:: Work instruction ::
Which lines hold the string "Supported"? Copy each of them from the material below.
+++
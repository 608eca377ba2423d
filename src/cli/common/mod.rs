// This Source Code Form is subject to the terms of the Mozilla Public
// License, v. 2.0. If a copy of the MPL was not distributed with this
// file, You can obtain one at http://mozilla.org/MPL/2.0/.

//! Common arguments for command-line interfaces. All `atlast-sc` subcommands
//! take the same calculation inputs (from an arguments file and/or flags), so
//! they're shared here.

mod printers;

pub(super) use printers::{display_warnings, InfoPrinter};

use printers::Warn;

use std::{
    borrow::Cow,
    path::{Path, PathBuf},
};

use clap::Parser;
use itertools::Itertools;
use log::{debug, trace};
use serde::{Deserialize, Serialize};
use strum::IntoEnumIterator;
use strum_macros::{Display, EnumIter, EnumString};

use super::AtlastScError;
use crate::{
    calculator::{CalculatedValue, CalculatedValueInvalid, Calculator},
    derived::DerivedParams,
    instruments::Instrument,
    params::{CalculationInput, InputMap, ParamField, ParamGroup},
    units::{parse_quantity, Quantity},
};

lazy_static::lazy_static! {
    pub(super) static ref ARG_FILE_TYPES_COMMA_SEPARATED: String = ArgFileTypes::iter().join(", ");

    pub(super) static ref ARG_FILE_HELP: String =
        format!("Calculation inputs may be specified in a file. Any CLI arguments override arguments set in the file. Supported formats: {}", *ARG_FILE_TYPES_COMMA_SEPARATED);

    pub(super) static ref OUTPUT_HELP: String =
        format!("Write the inputs, derived parameters and result to this file. Supported formats: {}", *ARG_FILE_TYPES_COMMA_SEPARATED);

    static ref OBS_FREQ_HELP: String = field_help("The observing frequency", ParamField::ObsFreq);

    static ref BANDWIDTH_HELP: String = field_help("The observing bandwidth", ParamField::Bandwidth);

    static ref N_POL_HELP: String = field_help("The number of polarisations", ParamField::NPol);

    static ref WEATHER_HELP: String = field_help("The weather quality; 0 is the best, 1 the worst", ParamField::Weather);

    static ref ELEVATION_HELP: String = field_help("The source elevation", ParamField::Elevation);

    static ref DISH_RADIUS_HELP: String = field_help("The dish radius", ParamField::DishRadius);

    static ref SURFACE_RMS_HELP: String = field_help("The RMS of the dish surface errors", ParamField::SurfaceRms);
}

/// Help text for a calculation input, including its default and its permitted
/// values.
pub(super) fn field_help(description: &str, field: ParamField) -> String {
    let descriptor = field.descriptor();
    let unit = descriptor.default.unit();
    format!(
        "{description}. Default: {}. Allowed: {}",
        descriptor.default,
        descriptor.allowed.describe(unit)
    )
}

#[derive(Debug, Display, EnumIter, EnumString)]
pub(super) enum ArgFileTypes {
    #[strum(serialize = "toml")]
    Toml,
    #[strum(serialize = "json")]
    Json,
    #[strum(serialize = "yaml")]
    Yaml,
}

impl ArgFileTypes {
    fn from_path(path: &Path) -> Option<ArgFileTypes> {
        path.extension()
            .and_then(|e| e.to_str())
            .map(|e| e.to_lowercase())
            .and_then(|e| match e.as_str() {
                "yml" => Some(ArgFileTypes::Yaml),
                e => e.parse().ok(),
            })
    }
}

macro_rules! unpack_arg_file {
    ($arg_file:expr) => ({
        use std::fs::read_to_string;

        use crate::cli::common::{ArgFileTypes, ARG_FILE_TYPES_COMMA_SEPARATED};

        debug!("Attempting to parse argument file {}", $arg_file.display());

        match ArgFileTypes::from_path(&$arg_file) {
            Some(ArgFileTypes::Toml) => {
                debug!("Parsing toml file...");
                let contents = read_to_string(&$arg_file)?;
                match toml::from_str(&contents) {
                    Ok(p) => p,
                    Err(err) => {
                        return Err(AtlastScError::ArgFile(format!(
                            "Couldn't decode toml structure from {:?}:\n{err}",
                            $arg_file
                        )))
                    }
                }
            }
            Some(ArgFileTypes::Json) => {
                debug!("Parsing json file...");
                let contents = read_to_string(&$arg_file)?;
                match serde_json::from_str(&contents) {
                    Ok(p) => p,
                    Err(err) => {
                        return Err(AtlastScError::ArgFile(format!(
                            "Couldn't decode json structure from {:?}:\n{err}",
                            $arg_file
                        )))
                    }
                }
            }
            Some(ArgFileTypes::Yaml) => {
                debug!("Parsing yaml file...");
                let contents = read_to_string(&$arg_file)?;
                match serde_yaml::from_str(&contents) {
                    Ok(p) => p,
                    Err(err) => {
                        return Err(AtlastScError::ArgFile(format!(
                            "Couldn't decode yaml structure from {:?}:\n{err}",
                            $arg_file
                        )))
                    }
                }
            }

            None => {
                return Err(AtlastScError::ArgFile(format!(
                    "Argument file '{:?}' doesn't have a recognised file extension! Valid extensions are: {}", $arg_file, *ARG_FILE_TYPES_COMMA_SEPARATED)
                ))
            }
        }
    });
}

/// The contents of an arguments file.
#[derive(Debug, Default, Deserialize)]
#[serde(deny_unknown_fields)]
pub(super) struct ArgsFile {
    #[serde(default)]
    pub(super) user_input: InputMap,

    #[serde(default)]
    pub(super) instrument_setup: InputMap,
}

/// Calculation inputs shared by all subcommands. Quantities may be given with
/// a unit (e.g. "7.5GHz"); a naked number uses the parameter's default unit.
#[derive(Parser, Debug, Clone, Default)]
pub(super) struct CalculationArgs {
    #[clap(name = "ARGUMENTS_FILE", help = ARG_FILE_HELP.as_str(), parse(from_os_str))]
    pub(super) args_file: Option<PathBuf>,

    #[clap(long, help = OBS_FREQ_HELP.as_str(), help_heading = "USER INPUT")]
    pub(super) obs_freq: Option<String>,

    #[clap(long, help = BANDWIDTH_HELP.as_str(), help_heading = "USER INPUT")]
    pub(super) bandwidth: Option<String>,

    #[clap(long, help = N_POL_HELP.as_str(), help_heading = "USER INPUT")]
    pub(super) n_pol: Option<String>,

    #[clap(long, help = WEATHER_HELP.as_str(), help_heading = "USER INPUT")]
    pub(super) weather: Option<String>,

    #[clap(long, help = ELEVATION_HELP.as_str(), help_heading = "USER INPUT")]
    pub(super) elevation: Option<String>,

    #[clap(long, help = DISH_RADIUS_HELP.as_str(), help_heading = "INSTRUMENT SETUP")]
    pub(super) dish_radius: Option<String>,

    #[clap(long, help = SURFACE_RMS_HELP.as_str(), help_heading = "INSTRUMENT SETUP")]
    pub(super) surface_rms: Option<String>,

    #[clap(short, long, help = OUTPUT_HELP.as_str(), help_heading = "OUTPUT FILES", parse(from_os_str))]
    pub(super) output: Option<PathBuf>,
}

/// Calculation inputs after the arguments file and flags have been merged.
#[derive(Debug, Default)]
pub(super) struct CalculationRequest {
    pub(super) user_input: InputMap,
    pub(super) instrument_setup: InputMap,
    pub(super) output: Option<PathBuf>,
}

impl CalculationArgs {
    /// Read the arguments file (if any), then override its entries with any
    /// flags that were given. `extra` holds subcommand-specific flags.
    ///
    /// Names aren't checked here; that's left to the calculator.
    pub(super) fn parse(
        self,
        extra: &[(ParamField, Option<String>)],
    ) -> Result<CalculationRequest, AtlastScError> {
        let CalculationArgs {
            args_file,
            obs_freq,
            bandwidth,
            n_pol,
            weather,
            elevation,
            dish_radius,
            surface_rms,
            output,
        } = self;

        let ArgsFile {
            mut user_input,
            mut instrument_setup,
        } = match args_file {
            Some(arg_file) => unpack_arg_file!(arg_file),
            None => ArgsFile::default(),
        };

        let flags = [
            (ParamField::ObsFreq, obs_freq),
            (ParamField::Bandwidth, bandwidth),
            (ParamField::NPol, n_pol),
            (ParamField::Weather, weather),
            (ParamField::Elevation, elevation),
            (ParamField::DishRadius, dish_radius),
            (ParamField::SurfaceRms, surface_rms),
        ];
        for (field, value) in flags.into_iter().chain(extra.iter().cloned()) {
            let Some(value) = value else {
                continue;
            };
            let quantity = parse_quantity(&value, field.descriptor().default.unit())?;
            debug!("Command-line argument {field} = {quantity}");
            let map = match field.group() {
                ParamGroup::UserInput => &mut user_input,
                ParamGroup::InstrumentSetup => &mut instrument_setup,
            };
            map.insert(field.name().to_string(), quantity);
        }
        trace!("User input: {user_input:?}");
        trace!("Instrument setup: {instrument_setup:?}");

        Ok(CalculationRequest {
            user_input,
            instrument_setup,
            output,
        })
    }
}

/// What gets written to an output file.
#[derive(Debug, Serialize)]
pub(super) struct CalculationReport<'a> {
    pub(super) calculated: &'static str,
    pub(super) finetune: bool,
    #[serde(skip_serializing_if = "Option::is_none")]
    pub(super) instrument: Option<Instrument>,
    pub(super) result: Quantity,
    pub(super) inputs: &'a CalculationInput,
    pub(super) derived: &'a DerivedParams,
}

impl<'a> CalculationReport<'a> {
    pub(super) fn new(
        calculated: ParamField,
        result: Quantity,
        calc: &'a Calculator,
    ) -> CalculationReport<'a> {
        CalculationReport {
            calculated: calculated.name(),
            finetune: calc.options().finetune,
            instrument: calc.options().instrument,
            result,
            inputs: calc.calculation_inputs(),
            derived: calc.derived(),
        }
    }
}

/// Serialise `contents` into `path`, choosing the format from the file
/// extension.
pub(super) fn write_output<T: Serialize>(path: &Path, contents: &T) -> Result<(), AtlastScError> {
    let serialised = match ArgFileTypes::from_path(path) {
        Some(ArgFileTypes::Toml) => {
            toml::to_string(contents).map_err(|e| AtlastScError::Output(e.to_string()))?
        }
        Some(ArgFileTypes::Json) => serde_json::to_string_pretty(contents)
            .map_err(|e| AtlastScError::Output(e.to_string()))?,
        Some(ArgFileTypes::Yaml) => {
            serde_yaml::to_string(contents).map_err(|e| AtlastScError::Output(e.to_string()))?
        }
        None => {
            return Err(AtlastScError::Output(format!(
                "Output file '{}' doesn't have a recognised file extension! Valid extensions are: {}",
                path.display(),
                *ARG_FILE_TYPES_COMMA_SEPARATED
            )))
        }
    };
    std::fs::write(path, serialised)?;
    debug!("Wrote {}", path.display());
    Ok(())
}

/// Lines describing the calculation inputs, for an [`InfoPrinter`].
pub(super) fn input_lines(calc: &Calculator) -> Vec<Cow<'static, str>> {
    let mut lines: Vec<Cow<'static, str>> = vec!["Inputs".into()];
    for field in ParamField::iter() {
        lines.push(format!("  {field}: {}", calc.get(field)).into());
    }
    lines
}

/// Lines describing the derived parameters, for an [`InfoPrinter`].
pub(super) fn derived_lines(calc: &Calculator) -> Vec<Cow<'static, str>> {
    let DerivedParams {
        tau_atm,
        t_atm,
        t_rx,
        eta_a,
        eta_s,
        t_sys,
        t_sky,
        sefd,
    } = calc.derived();
    vec![
        "Derived parameters".into(),
        format!("  tau_atm: {tau_atm:.4}").into(),
        format!("  T_atm: {t_atm:.2}").into(),
        format!("  T_rx: {t_rx:.2}").into(),
        format!("  T_sky: {t_sky:.2}").into(),
        format!("  T_sys: {t_sys:.2}").into(),
        format!("  eta_a: {eta_a:.4}").into(),
        format!("  eta_s: {eta_s:.4}").into(),
        format!("  SEFD: {sefd:.2}").into(),
    ]
}

/// Queue a warning if the chosen instrument can't observe with the current
/// frequency and bandwidth.
pub(super) fn warn_if_not_applicable(calc: &Calculator) -> Result<(), AtlastScError> {
    if let Some(instrument) = calc.options().instrument {
        let applicable = calc.find_applicable_instruments()?;
        if !applicable.contains(&instrument) {
            format!(
                "The instrument '{instrument}' doesn't cover an observing frequency of {} with a bandwidth of {}",
                calc.obs_freq(),
                calc.bandwidth()
            )
            .warn();
        }
    }
    Ok(())
}

/// The warning lines for a calculated value the calculator refused to store.
/// `stored` is the value it kept.
pub(super) fn rejected_value_lines(
    rejected: &CalculatedValueInvalid,
    stored: Quantity,
) -> Vec<Cow<'static, str>> {
    vec![
        format!(
            "The calculated {} of {:.4} was not stored",
            rejected.parameter, rejected.value
        )
        .into(),
        format!("  {}", rejected.reason).into(),
        format!("  The reported inputs keep {}: {stored}", rejected.parameter).into(),
    ]
}

/// Queue a warning block if `result` couldn't be stored in `calc`.
pub(super) fn warn_if_not_stored(result: &CalculatedValue, calc: &Calculator) {
    if let Some(rejected) = &result.warning {
        rejected_value_lines(rejected, calc.get(rejected.parameter)).warn();
    }
}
+++
:: Exercise solution ::
        format!("Calculation inputs may be specified in a file. Any CLI arguments override arguments set in the file. Supported formats: {}", *ARG_FILE_TYPES_COMMA_SEPARATED);
        format!("Write the inputs, derived parameters and result to this file. Supported formats: {}", *ARG_FILE_TYPES_COMMA_SEPARATED);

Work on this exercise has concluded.